■ EXERCISE REQUIREMENTS
Each line of the records that holds the word "match" should be copied out.

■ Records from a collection
==================================================
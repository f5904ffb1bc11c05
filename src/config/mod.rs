//! Configuration module for the voice relay server
//!
//! This module handles server configuration from various sources: .env files, YAML files,
//! and environment variables. Priority: YAML > ENV vars > .env values > defaults.
//!
//! # Modules
//! - `yaml`: YAML configuration file loading
//! - `env`: Environment variable loading
//! - `merge`: Merging YAML and environment configurations
//! - `validation`: Configuration validation logic
//! - `utils`: Utility functions for configuration parsing
//!
//! # Example
//! ```rust,no_run
//! use voice_relay::config::ServerConfig;
//! use std::path::PathBuf;
//!
//! # fn main() -> Result<(), Box<dyn std::error::Error>> {
//! // Load from environment variables only
//! let config = ServerConfig::from_env()?;
//!
//! // Load from YAML file with environment variable overrides
//! let config_path = PathBuf::from("config.yaml");
//! let config = ServerConfig::from_file(&config_path)?;
//!
//! println!("Server listening on {}", config.address());
//! # Ok(())
//! # }
//! ```

use std::path::PathBuf;
use std::time::Duration;

mod env;
mod merge;
mod utils;
mod validation;
mod yaml;

/// Default system prompt handed to every reply backend.
pub const DEFAULT_SYSTEM_PROMPT: &str =
    "あなたは親切で有能な音声アシスタントです。簡潔で自然な日本語で応答してください。";

/// TLS configuration for HTTPS and WSS
#[derive(Debug, Clone)]
pub struct TlsConfig {
    /// Path to the TLS certificate file (PEM format)
    pub cert_path: PathBuf,
    /// Path to the TLS private key file (PEM format)
    pub key_path: PathBuf,
}

/// Settings shared by the reply backends (Claude and OpenAI).
#[derive(Debug, Clone)]
pub struct ReplySettings {
    pub anthropic_model: String,
    pub openai_model: String,
    /// Override for the Anthropic API base URL (defaults to the public endpoint)
    pub anthropic_base_url: Option<String>,
    /// Override for the OpenAI API base URL (defaults to the public endpoint)
    pub openai_base_url: Option<String>,
    pub max_tokens: u32,
    pub temperature: f32,
    pub system_prompt: String,
    /// Per-backend call timeout in seconds; 0 disables the timeout
    pub backend_timeout_seconds: u64,
}

impl Default for ReplySettings {
    fn default() -> Self {
        Self {
            anthropic_model: "claude-3-sonnet-20240229".to_string(),
            openai_model: "gpt-4".to_string(),
            anthropic_base_url: None,
            openai_base_url: None,
            max_tokens: 1000,
            temperature: 0.7,
            system_prompt: DEFAULT_SYSTEM_PROMPT.to_string(),
            backend_timeout_seconds: 30,
        }
    }
}

/// Streaming transcription settings.
#[derive(Debug, Clone)]
pub struct TranscriptionSettings {
    pub language: String,
    pub model: String,
    pub sample_rate: u32,
    /// Audio encoding sent by clients ("webm-opus", "linear16", ...)
    pub encoding: String,
    pub punctuation: bool,
    pub interim_results: bool,
    /// Override for the streaming endpoint (defaults to the public endpoint)
    pub endpoint_url: Option<String>,
}

impl Default for TranscriptionSettings {
    fn default() -> Self {
        Self {
            language: "ja".to_string(),
            model: "nova-2".to_string(),
            sample_rate: 48000,
            encoding: "webm-opus".to_string(),
            punctuation: true,
            interim_results: true,
            endpoint_url: None,
        }
    }
}

/// Speech synthesis settings.
#[derive(Debug, Clone)]
pub struct SynthesisSettings {
    pub language_code: String,
    pub voice_name: String,
    pub ssml_gender: String,
    pub audio_encoding: String,
    pub speaking_rate: f32,
    pub pitch: f32,
    /// Override for the synthesis endpoint (defaults to the public endpoint)
    pub endpoint_url: Option<String>,
}

impl Default for SynthesisSettings {
    fn default() -> Self {
        Self {
            language_code: "ja-JP".to_string(),
            voice_name: "ja-JP-Neural2-B".to_string(),
            ssml_gender: "FEMALE".to_string(),
            audio_encoding: "MP3".to_string(),
            speaking_rate: 1.0,
            pitch: 0.0,
            endpoint_url: None,
        }
    }
}

/// Server configuration
///
/// Contains all configuration needed to run the relay, including:
/// - Server settings (host, port, TLS, static files)
/// - Provider API keys (Anthropic, OpenAI, Deepgram, Google TTS)
/// - Reply, transcription and synthesis parameters
/// - Security and session settings (CORS, idle timeout)
#[derive(Debug, Clone)]
pub struct ServerConfig {
    // Server settings
    pub host: String,
    pub port: u16,

    // TLS configuration (optional)
    pub tls: Option<TlsConfig>,

    /// Directory served for every path that is not a WebSocket or API route
    pub static_dir: Option<PathBuf>,

    // Provider API keys
    pub anthropic_api_key: Option<String>,
    pub openai_api_key: Option<String>,
    pub deepgram_api_key: Option<String>,
    pub google_tts_api_key: Option<String>,

    pub reply: ReplySettings,
    pub transcription: TranscriptionSettings,
    pub synthesis: SynthesisSettings,

    // Security settings
    /// Comma-separated list of allowed origins, or "*" for any
    pub cors_allowed_origins: Option<String>,

    /// Seconds without inbound frames before a connection is closed (0 disables)
    pub idle_timeout_seconds: u64,
}

impl Default for ServerConfig {
    fn default() -> Self {
        Self {
            host: "0.0.0.0".to_string(),
            port: 3000,
            tls: None,
            static_dir: Some(PathBuf::from("public")),
            anthropic_api_key: None,
            openai_api_key: None,
            deepgram_api_key: None,
            google_tts_api_key: None,
            reply: ReplySettings::default(),
            transcription: TranscriptionSettings::default(),
            synthesis: SynthesisSettings::default(),
            cors_allowed_origins: None,
            idle_timeout_seconds: 300,
        }
    }
}

impl Drop for ServerConfig {
    fn drop(&mut self) {
        use zeroize::Zeroize;

        // Zeroize all API keys to prevent memory leaks of sensitive data
        if let Some(ref mut key) = self.anthropic_api_key {
            key.zeroize();
        }
        if let Some(ref mut key) = self.openai_api_key {
            key.zeroize();
        }
        if let Some(ref mut key) = self.deepgram_api_key {
            key.zeroize();
        }
        if let Some(ref mut key) = self.google_tts_api_key {
            key.zeroize();
        }
    }
}

impl ServerConfig {
    /// Load configuration from environment variables only
    pub fn from_env() -> Result<Self, Box<dyn std::error::Error>> {
        let config = merge::merge_config(None)?;
        validation::validate(&config)?;
        Ok(config)
    }

    /// Load configuration from a YAML file with environment variable fallback
    pub fn from_file(path: &PathBuf) -> Result<Self, Box<dyn std::error::Error>> {
        // Priority: YAML > environment (.env + actual ENV) > defaults
        // Note: .env file is loaded in main.rs at application startup
        let yaml_config = yaml::YamlConfig::from_file(path)?;

        let config = merge::merge_config(Some(yaml_config))?;
        validation::validate(&config)?;

        Ok(config)
    }

    /// Get the server address as a string
    ///
    /// Returns the address in the format "host:port"
    pub fn address(&self) -> String {
        format!("{}:{}", self.host, self.port)
    }

    /// Check if TLS is enabled
    pub fn is_tls_enabled(&self) -> bool {
        self.tls.is_some()
    }

    /// Per-backend reply timeout, or `None` when disabled
    pub fn backend_timeout(&self) -> Option<Duration> {
        match self.reply.backend_timeout_seconds {
            0 => None,
            secs => Some(Duration::from_secs(secs)),
        }
    }

    /// Idle timeout for WebSocket connections, or `None` when disabled
    pub fn idle_timeout(&self) -> Option<Duration> {
        match self.idle_timeout_seconds {
            0 => None,
            secs => Some(Duration::from_secs(secs)),
        }
    }

    /// Get the API key for a provider
    ///
    /// Returns an error message suitable for logging when the key is not configured.
    pub fn get_api_key(&self, provider: &str) -> Result<String, String> {
        let key = match provider.to_lowercase().as_str() {
            "anthropic" | "claude" => &self.anthropic_api_key,
            "openai" => &self.openai_api_key,
            "deepgram" => &self.deepgram_api_key,
            "google" => &self.google_tts_api_key,
            _ => return Err(format!("Unsupported provider: {provider}")),
        };

        key.as_ref()
            .filter(|k| !k.is_empty())
            .cloned()
            .ok_or_else(|| format!("{provider} API key not configured in server environment"))
    }
}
==================================================
■ SOLUTION FOR THIS EXERCISE
        match self.reply.backend_timeout_seconds {
        match self.idle_timeout_seconds {
        let key = match provider.to_lowercase().as_str() {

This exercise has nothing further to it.